-- TASK DESCRIPTION --
Each line holding the word "styles" must appear in the answer, copied from the entries.

-- Records drawn from a dataset --
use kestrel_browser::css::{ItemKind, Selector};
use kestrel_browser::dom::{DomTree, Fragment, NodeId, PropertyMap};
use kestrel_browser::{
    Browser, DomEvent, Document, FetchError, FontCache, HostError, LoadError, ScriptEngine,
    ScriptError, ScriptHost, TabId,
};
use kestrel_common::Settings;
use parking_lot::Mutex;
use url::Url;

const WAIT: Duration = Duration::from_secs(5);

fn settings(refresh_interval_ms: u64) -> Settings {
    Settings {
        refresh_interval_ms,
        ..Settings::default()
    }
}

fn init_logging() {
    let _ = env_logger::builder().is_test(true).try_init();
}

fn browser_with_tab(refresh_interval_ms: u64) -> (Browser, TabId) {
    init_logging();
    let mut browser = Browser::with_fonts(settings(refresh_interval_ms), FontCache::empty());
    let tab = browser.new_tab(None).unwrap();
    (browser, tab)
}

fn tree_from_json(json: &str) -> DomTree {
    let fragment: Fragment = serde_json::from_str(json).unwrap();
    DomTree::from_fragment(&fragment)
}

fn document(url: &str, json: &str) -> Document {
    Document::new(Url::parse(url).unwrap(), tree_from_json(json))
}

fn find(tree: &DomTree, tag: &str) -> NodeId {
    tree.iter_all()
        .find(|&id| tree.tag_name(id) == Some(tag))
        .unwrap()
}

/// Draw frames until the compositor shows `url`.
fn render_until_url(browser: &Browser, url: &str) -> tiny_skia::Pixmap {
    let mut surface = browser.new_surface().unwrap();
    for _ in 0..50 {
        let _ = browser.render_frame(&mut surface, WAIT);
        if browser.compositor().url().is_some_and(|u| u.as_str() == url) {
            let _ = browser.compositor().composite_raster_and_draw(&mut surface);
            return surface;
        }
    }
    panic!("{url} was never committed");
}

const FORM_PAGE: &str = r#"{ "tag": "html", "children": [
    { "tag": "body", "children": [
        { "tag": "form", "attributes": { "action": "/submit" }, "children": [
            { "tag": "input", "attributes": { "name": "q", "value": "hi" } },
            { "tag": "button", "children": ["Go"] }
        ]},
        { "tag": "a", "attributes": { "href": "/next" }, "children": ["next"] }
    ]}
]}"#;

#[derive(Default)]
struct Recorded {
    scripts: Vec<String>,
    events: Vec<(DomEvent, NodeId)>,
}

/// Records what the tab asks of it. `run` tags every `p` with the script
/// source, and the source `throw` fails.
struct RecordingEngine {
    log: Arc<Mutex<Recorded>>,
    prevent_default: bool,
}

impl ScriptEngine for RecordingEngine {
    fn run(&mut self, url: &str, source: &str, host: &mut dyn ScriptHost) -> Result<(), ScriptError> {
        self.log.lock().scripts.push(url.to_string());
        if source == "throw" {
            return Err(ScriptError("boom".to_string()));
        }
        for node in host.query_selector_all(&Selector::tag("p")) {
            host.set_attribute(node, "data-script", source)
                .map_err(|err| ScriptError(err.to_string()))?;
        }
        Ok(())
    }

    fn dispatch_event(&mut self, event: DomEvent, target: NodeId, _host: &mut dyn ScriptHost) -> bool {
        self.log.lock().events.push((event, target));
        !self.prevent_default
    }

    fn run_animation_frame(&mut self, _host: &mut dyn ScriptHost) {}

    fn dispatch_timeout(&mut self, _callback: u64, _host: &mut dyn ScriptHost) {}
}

==

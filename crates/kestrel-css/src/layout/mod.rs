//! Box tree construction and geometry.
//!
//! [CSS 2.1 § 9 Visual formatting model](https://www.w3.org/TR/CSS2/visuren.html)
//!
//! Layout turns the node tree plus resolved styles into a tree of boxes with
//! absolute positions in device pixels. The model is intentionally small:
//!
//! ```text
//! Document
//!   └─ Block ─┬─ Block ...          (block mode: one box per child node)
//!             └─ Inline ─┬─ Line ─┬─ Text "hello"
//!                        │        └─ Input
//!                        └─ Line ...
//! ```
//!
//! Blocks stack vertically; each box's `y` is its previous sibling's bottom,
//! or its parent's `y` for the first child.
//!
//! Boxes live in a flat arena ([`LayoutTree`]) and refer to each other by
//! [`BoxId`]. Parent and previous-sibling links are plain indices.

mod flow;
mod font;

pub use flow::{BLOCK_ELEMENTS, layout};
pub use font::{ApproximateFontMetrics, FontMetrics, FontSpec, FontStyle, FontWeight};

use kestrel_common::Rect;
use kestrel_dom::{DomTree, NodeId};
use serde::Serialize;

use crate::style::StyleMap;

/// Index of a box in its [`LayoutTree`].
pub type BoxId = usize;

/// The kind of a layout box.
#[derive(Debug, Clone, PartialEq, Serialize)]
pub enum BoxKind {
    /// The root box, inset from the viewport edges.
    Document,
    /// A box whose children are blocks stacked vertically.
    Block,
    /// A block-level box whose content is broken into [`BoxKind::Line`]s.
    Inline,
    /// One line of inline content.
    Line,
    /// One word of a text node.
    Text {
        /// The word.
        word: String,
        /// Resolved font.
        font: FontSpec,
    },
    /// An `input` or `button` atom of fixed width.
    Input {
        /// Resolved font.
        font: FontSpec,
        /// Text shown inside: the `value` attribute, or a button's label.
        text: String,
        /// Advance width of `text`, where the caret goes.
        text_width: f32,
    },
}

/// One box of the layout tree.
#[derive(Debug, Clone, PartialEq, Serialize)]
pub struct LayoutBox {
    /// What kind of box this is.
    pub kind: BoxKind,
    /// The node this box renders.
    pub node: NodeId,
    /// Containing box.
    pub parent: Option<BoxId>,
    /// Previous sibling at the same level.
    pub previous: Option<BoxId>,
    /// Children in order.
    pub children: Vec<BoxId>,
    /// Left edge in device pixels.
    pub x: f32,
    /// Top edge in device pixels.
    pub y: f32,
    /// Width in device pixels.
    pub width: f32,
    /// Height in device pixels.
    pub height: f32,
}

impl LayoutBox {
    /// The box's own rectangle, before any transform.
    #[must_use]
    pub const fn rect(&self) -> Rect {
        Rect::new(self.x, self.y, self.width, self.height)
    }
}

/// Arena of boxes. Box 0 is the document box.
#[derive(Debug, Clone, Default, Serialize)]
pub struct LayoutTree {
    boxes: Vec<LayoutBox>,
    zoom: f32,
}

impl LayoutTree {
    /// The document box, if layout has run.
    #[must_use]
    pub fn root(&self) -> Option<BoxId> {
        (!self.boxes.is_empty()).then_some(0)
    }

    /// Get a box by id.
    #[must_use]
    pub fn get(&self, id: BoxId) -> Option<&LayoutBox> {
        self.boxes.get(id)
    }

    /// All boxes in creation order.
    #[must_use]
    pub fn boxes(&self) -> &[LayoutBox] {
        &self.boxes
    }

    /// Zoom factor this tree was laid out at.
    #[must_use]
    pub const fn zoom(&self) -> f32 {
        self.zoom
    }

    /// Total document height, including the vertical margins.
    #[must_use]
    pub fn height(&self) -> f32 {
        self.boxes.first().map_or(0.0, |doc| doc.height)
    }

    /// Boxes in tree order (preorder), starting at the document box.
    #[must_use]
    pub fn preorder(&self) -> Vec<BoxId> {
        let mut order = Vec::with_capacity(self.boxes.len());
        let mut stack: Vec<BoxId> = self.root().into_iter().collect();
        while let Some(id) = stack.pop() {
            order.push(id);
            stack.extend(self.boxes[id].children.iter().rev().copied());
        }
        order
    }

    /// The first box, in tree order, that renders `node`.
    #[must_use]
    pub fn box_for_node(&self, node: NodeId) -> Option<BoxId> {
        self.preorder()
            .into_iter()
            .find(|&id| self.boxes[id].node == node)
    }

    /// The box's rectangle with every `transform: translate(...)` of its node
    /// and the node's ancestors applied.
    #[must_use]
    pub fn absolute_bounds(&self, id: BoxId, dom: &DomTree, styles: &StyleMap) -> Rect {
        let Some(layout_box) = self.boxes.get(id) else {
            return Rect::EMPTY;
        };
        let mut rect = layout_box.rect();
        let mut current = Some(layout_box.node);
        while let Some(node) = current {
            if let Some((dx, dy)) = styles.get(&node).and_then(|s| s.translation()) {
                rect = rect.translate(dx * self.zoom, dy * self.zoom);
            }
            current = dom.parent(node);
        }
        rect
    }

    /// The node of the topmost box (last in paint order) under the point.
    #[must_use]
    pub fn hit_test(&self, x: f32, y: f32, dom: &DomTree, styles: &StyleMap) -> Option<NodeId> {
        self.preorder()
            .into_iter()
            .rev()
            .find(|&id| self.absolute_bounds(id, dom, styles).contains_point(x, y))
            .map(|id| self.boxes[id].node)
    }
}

-- OUTPUT OF THE TASK --
//! Layout turns the node tree plus resolved styles into a tree of boxes with
    pub fn absolute_bounds(&self, id: BoxId, dom: &DomTree, styles: &StyleMap) -> Rect {
            if let Some((dx, dy)) = styles.get(&node).and_then(|s| s.translation()) {
    pub fn hit_test(&self, x: f32, y: f32, dom: &DomTree, styles: &StyleMap) -> Option<NodeId> {
            .find(|&id| self.absolute_bounds(id, dom, styles).contains_point(x, y))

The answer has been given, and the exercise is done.